If a line of the data below holds the word "available", list it.

*** DATA RECORDS ***

use chrono::NaiveDate;

/// A domain-agnostic event.
///
/// Events are:
/// - **immutable** (treat them as facts)
/// - **versioned** (schema evolution)
/// - designed to be **append-only**
pub trait Event: Clone + core::fmt::Debug + Send + Sync + 'static {
    /// Stable event name/type identifier (e.g. "lots.harvest.recorded").
    fn event_type(&self) -> &'static str;

    /// Schema version for this event type.
    fn version(&self) -> u32;

    /// Business date the event refers to (harvest day, sale day, ...).
    fn occurred_on(&self) -> NaiveDate;
}
impl Lot {
    /// Existence, identity and the discarded guard shared by every mutation.
    fn ensure_live(&self, lot_id: LotId) -> DomainResult<()> {
        if !self.created {
            return Err(DomainError::not_found());
        }
        if self.id != lot_id {
            return Err(DomainError::invariant("lot_id mismatch"));
        }
        if self.state.is_terminal() {
            return Err(DomainError::LotDiscarded);
        }
        Ok(())
    }

    fn ensure_not_before_start(&self, date: NaiveDate, what: &str) -> DomainResult<()> {
        if date < self.start_date {
            return Err(DomainError::validation(format!(
                "{what} {date} precedes lot start date {}",
                self.start_date
            )));
        }
        Ok(())
    }

    fn handle_create(&self, cmd: &CreateLot) -> DomainResult<Vec<LotEvent>> {
        if self.created {
            return Err(DomainError::conflict("lot already exists"));
        }
        if cmd.name.trim().is_empty() {
            return Err(DomainError::validation("name cannot be empty"));
        }
        if cmd.variety.trim().is_empty() {
            return Err(DomainError::validation("variety cannot be empty"));
        }
        if cmd.estimated_harvest_date < cmd.start_date {
            return Err(DomainError::validation(
                "estimated harvest date cannot precede start date",
            ));
        }
        if cmd.production_cost.is_negative() {
            return Err(DomainError::invalid_weight(
                "production cost cannot be negative",
            ));
        }

        Ok(vec![LotEvent::LotCreated(LotCreated {
            lot_id: cmd.lot_id,
            name: cmd.name.trim().to_string(),
            variety: cmd.variety.trim().to_string(),
            start_date: cmd.start_date,
            estimated_harvest_date: cmd.estimated_harvest_date,
            production_cost: cmd.production_cost,
            created_by: cmd.actor,
            policy: self.policy,
        })])
    }

    fn handle_change_state(&self, cmd: &ChangeState) -> DomainResult<Vec<LotEvent>> {
        self.ensure_live(cmd.lot_id)?;

        let trigger = Trigger::for_target(cmd.target)?;
        let to = self.state.transition(trigger, self.totals.available())?;

        Ok(vec![LotEvent::StateChanged(StateChanged {
            lot_id: cmd.lot_id,
            from: self.state,
            to,
            trigger,
            on: cmd.on,
            changed_by: cmd.actor,
        })])
    }

    fn handle_harvest(&self, cmd: &RecordHarvest) -> DomainResult<Vec<LotEvent>> {
        self.ensure_live(cmd.lot_id)?;

        if !cmd.weight.is_positive() {
            return Err(DomainError::invalid_weight("harvest weight must be positive"));
        }

        let moves_on_sale = match self.state {
            LotState::ReadyToHarvest => true,
            LotState::OnSale if self.policy.allow_harvest_while_on_sale => false,
            state => {
                return Err(DomainError::invalid_transition(format!(
                    "cannot record a harvest while the lot is {state}"
                )));
            }
        };
        self.ensure_not_before_start(cmd.date, "harvest date")?;
        self.totals.with_harvest(cmd.weight)?;

        let mut events = vec![LotEvent::HarvestRecorded(HarvestEvent {
            entry_id: cmd.entry_id,
            lot_id: cmd.lot_id,
            date: cmd.date,
            weight: cmd.weight,
            recorded_by: cmd.actor,
        })];

        if moves_on_sale {
            let to = self
                .state
                .transition(Trigger::FirstHarvest, self.totals.available())?;
            events.push(LotEvent::StateChanged(StateChanged {
                lot_id: cmd.lot_id,
                from: self.state,
                to,
                trigger: Trigger::FirstHarvest,
                on: cmd.date,
                changed_by: cmd.actor,
            }));
        }

        Ok(events)
    }

    fn handle_sale(&self, cmd: &RecordSale) -> DomainResult<Vec<LotEvent>> {
        self.ensure_live(cmd.lot_id)?;

        if !cmd.weight.is_positive() {
            return Err(DomainError::invalid_weight("sale weight must be positive"));
        }
        if !cmd.unit_price.is_positive() {
            return Err(DomainError::invalid_weight("unit price must be positive"));
        }
        // Selling exactly what is left is always allowed so an off-increment
        // remainder cannot keep the lot from resting.
        let sells_out = cmd.weight == self.totals.available();
        if !sells_out && !cmd.weight.is_multiple_of(self.policy.sale_increment) {
            return Err(DomainError::invalid_weight(format!(
                "sale weight {} lb is not a multiple of {} lb",
                cmd.weight, self.policy.sale_increment
            )));
        }
        if cmd.counterparty.trim().is_empty() {
            return Err(DomainError::validation("counterparty cannot be empty"));
        }
        if self.state != LotState::OnSale {
            return Err(DomainError::invalid_transition(format!(
                "cannot record a sale while the lot is {}",
                self.state
            )));
        }

        let revenue = Money::extended(cmd.weight, cmd.unit_price, self.policy.money_scale)?;
        self.totals.with_sale(cmd.weight, revenue)?;

        Ok(vec![LotEvent::SaleRecorded(SaleEvent {
            entry_id: cmd.entry_id,
            lot_id: cmd.lot_id,
            date: cmd.date,
            weight: cmd.weight,
            unit_price: cmd.unit_price,
            revenue,
            counterparty: cmd.counterparty.trim().to_string(),
            recorded_by: cmd.actor,
        })])
    }

    fn handle_cost(&self, cmd: &RecordCost) -> DomainResult<Vec<LotEvent>> {
        self.ensure_live(cmd.lot_id)?;

        if !cmd.amount.is_positive() {
            return Err(DomainError::invalid_weight("cost amount must be positive"));
        }
        self.totals.with_cost(cmd.amount)?;

        Ok(vec![LotEvent::CostRecorded(CostEntry {
            entry_id: cmd.entry_id,
            lot_id: cmd.lot_id,
            date: cmd.date,
            amount: cmd.amount,
            note: cmd.note.trim().to_string(),
            recorded_by: cmd.actor,
        })])
    }

    fn handle_reschedule(&self, cmd: &RescheduleHarvest) -> DomainResult<Vec<LotEvent>> {
        self.ensure_live(cmd.lot_id)?;
        self.ensure_not_before_start(cmd.estimated_harvest_date, "estimated harvest date")?;

        Ok(vec![LotEvent::HarvestRescheduled(HarvestRescheduled {
            lot_id: cmd.lot_id,
            previous: self.estimated_harvest_date,
            estimated_harvest_date: cmd.estimated_harvest_date,
            on: cmd.on,
            changed_by: cmd.actor,
        })])
    }
}
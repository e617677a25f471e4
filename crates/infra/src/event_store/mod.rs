//! Append-only event store boundary.
//!
//! Lots are persisted as per-lot event streams. This module defines the
//! storage-agnostic abstraction plus an in-memory implementation.

pub mod in_memory;
pub mod r#trait;

pub use in_memory::InMemoryEventStore;
pub use r#trait::{EventStore, EventStoreError, StoredEvent, UncommittedEvent};
use std::path::PathBuf;

use anyhow::Context;
use clap::Parser;

use aquaerp_cli::Script;
use aquaerp_infra::LedgerConfig;

/// Lot ledger tool: replays scripted lot operations and prints the outcome.
#[derive(Parser, Debug)]
#[command(name = "lotbook", version, about)]
struct Cli {
    #[command(subcommand)]
    command: Commands,
}

#[derive(clap::Subcommand, Debug)]
enum Commands {
    /// Run a JSON script through a fresh registry and print the report.
    Run {
        /// Path to the script file.
        script: PathBuf,
        /// Print single-line JSON.
        #[arg(long)]
        compact: bool,
    },
    /// Print the ledger configuration read from the environment.
    Config,
}

fn main() -> anyhow::Result<()> {
    aquaerp_observability::init();

    let cli = Cli::parse();
    let config = LedgerConfig::from_env().context("invalid ledger configuration")?;

    match cli.command {
        Commands::Run { script, compact } => {
            let raw = std::fs::read_to_string(&script)
                .with_context(|| format!("failed to read {}", script.display()))?;
            let parsed = Script::parse(&raw)
                .with_context(|| format!("malformed script {}", script.display()))?;
            let report = parsed.run(&config)?;

            let out = if compact {
                serde_json::to_string(&report)?
            } else {
                serde_json::to_string_pretty(&report)?
            };
            println!("{out}");
        }
        Commands::Config => {
            println!("{}", serde_json::to_string_pretty(&config)?);
        }
    }

    Ok(())
}
#[cfg(test)]
mod tests {
    use super::*;

    const POND_SCRIPT: &str = r#"{
        "today": "2024-03-10",
        "actors": { "ana": ["owner"], "hugo": ["harvester"], "sam": ["seller"] },
        "steps": [
            { "op": "create_lot", "as": "ana", "lot": "pond7", "name": "Pond 7",
              "variety": "Vannamei", "start_date": "2024-01-10",
              "estimated_harvest_date": "2024-04-18", "production_cost": "1000" },
            { "op": "record_harvest", "as": "hugo", "lot": "pond7", "weight": "100", "date": "2024-03-01" },
            { "op": "change_state", "as": "ana", "lot": "pond7", "target": "ready_to_harvest" },
            { "op": "record_harvest", "as": "hugo", "lot": "pond7", "weight": "500", "date": "2024-03-09" },
            { "op": "record_sale", "as": "sam", "lot": "pond7", "weight": "600", "unit_price": "2.0",
              "date": "2024-03-10", "counterparty": "buyerX" },
            { "op": "record_sale", "as": "sam", "lot": "pond7", "weight": "-5", "unit_price": "2.0",
              "date": "2024-03-10", "counterparty": "buyerX" },
            { "op": "record_sale", "as": "sam", "lot": "pond7", "weight": "500", "unit_price": "2.0",
              "date": "2024-03-10", "counterparty": "buyerX" },
            { "op": "record_cost", "as": "ana", "lot": "pond7", "amount": "150", "date": "2024-03-10" },
            { "op": "change_state", "as": "ana", "lot": "pond7", "target": "resting" },
            { "op": "audit_lot", "lot": "pond7" },
            { "op": "advance_clock", "days": 5 }
        ]
    }"#;

    #[test]
    fn runs_the_pond_lifecycle() {
        let script = Script::parse(POND_SCRIPT).unwrap();
        let report = script.run(&LedgerConfig::default()).unwrap();

        let errors: Vec<Option<&str>> = report.steps.iter().map(|s| s.error).collect();
        assert_eq!(
            errors,
            vec![
                None,
                Some("invalid_transition"),
                None,
                None,
                Some("insufficient_inventory"),
                Some("invalid_weight"),
                None,
                None,
                None,
                None,
                None,
            ]
        );
        assert_eq!(report.rejected(), 3);

        assert_eq!(report.lots.len(), 1);
        let pond = &report.lots[0];
        assert_eq!(pond.alias, "pond7");
        assert_eq!(pond.view.lot.state, LotState::Resting);
        assert_eq!(pond.view.lot.revenue, "1000".parse().unwrap());
        assert_eq!(pond.view.lot.production_cost, "1150".parse().unwrap());
        assert_eq!(pond.view.metrics.cycle_days, 65);
        assert_eq!(report.today, NaiveDate::from_ymd_opt(2024, 3, 15).unwrap());
    }

    #[test]
    fn undeclared_actors_are_forbidden() {
        let script = Script::parse(
            r#"{
                "today": "2024-03-10",
                "steps": [
                    { "op": "create_lot", "as": "mallory", "lot": "p", "name": "P",
                      "variety": "Vannamei", "start_date": "2024-01-10",
                      "estimated_harvest_date": "2024-04-18" },
                    { "op": "discard_lot", "as": "mallory", "lot": "p" }
                ]
            }"#,
        )
        .unwrap();

        let report = script.run(&LedgerConfig::default()).unwrap();
        assert!(report.steps.iter().all(|s| s.error == Some("forbidden")));
        assert!(report.lots.is_empty());
    }

    #[test]
    fn lots_used_before_creation_make_the_script_malformed() {
        let err = Script::parse(
            r#"{
                "today": "2024-03-10",
                "steps": [ { "op": "audit_lot", "lot": "ghost" } ]
            }"#,
        )
        .unwrap_err();
        assert!(matches!(err, ScriptError::UnknownLot { index: 0, .. }));
    }

    #[test]
    fn unknown_capabilities_make_the_script_malformed() {
        let err = Script::parse(
            r#"{ "today": "2024-03-10", "actors": { "x": ["janitor"] }, "steps": [] }"#,
        )
        .unwrap_err();
        assert!(matches!(err, ScriptError::Capability { .. }));
    }

    #[test]
    fn demo_script_runs_to_a_rested_pond() {
        let script = Script::parse(include_str!("../../../demos/pond_season.json")).unwrap();
        let report = script.run(&LedgerConfig::default()).unwrap();

        let rejected: Vec<(usize, &str)> = report
            .steps
            .iter()
            .filter_map(|s| s.error.map(|e| (s.index, e)))
            .collect();
        assert_eq!(
            rejected,
            vec![
                (5, "insufficient_inventory"),
                (7, "invalid_transition"),
                (8, "forbidden"),
            ]
        );

        let pond7 = report.lots.iter().find(|l| l.alias == "pond7").unwrap();
        assert_eq!(pond7.view.lot.state, LotState::Resting);
        // 320.5 x 2.35 = 753.175 -> 753.18, plus 179.5 x 2.10 = 376.95
        assert_eq!(pond7.view.lot.revenue, "1130.13".parse().unwrap());
        let pond3 = report.lots.iter().find(|l| l.alias == "pond3").unwrap();
        assert_eq!(
            pond3.view.lot.estimated_harvest_date,
            NaiveDate::from_ymd_opt(2024, 5, 10).unwrap()
        );
    }

    #[test]
    fn report_serializes_flat_lot_views() {
        let report = Script::parse(POND_SCRIPT)
            .unwrap()
            .run(&LedgerConfig::default())
            .unwrap();
        let json = serde_json::to_value(&report).unwrap();

        assert_eq!(json["lots"][0]["alias"], "pond7");
        assert_eq!(json["lots"][0]["state"], "resting");
        assert!(json["lots"][0]["metrics"].is_object());
        assert_eq!(json["steps"][4]["error"], "insufficient_inventory");
        assert!(json["steps"][0].get("error").is_none());
    }
}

***

YOUR RESPONSE —
        let to = self.state.transition(trigger, self.totals.available())?;
                .transition(Trigger::FirstHarvest, self.totals.available())?;
        let sells_out = cmd.weight == self.totals.available();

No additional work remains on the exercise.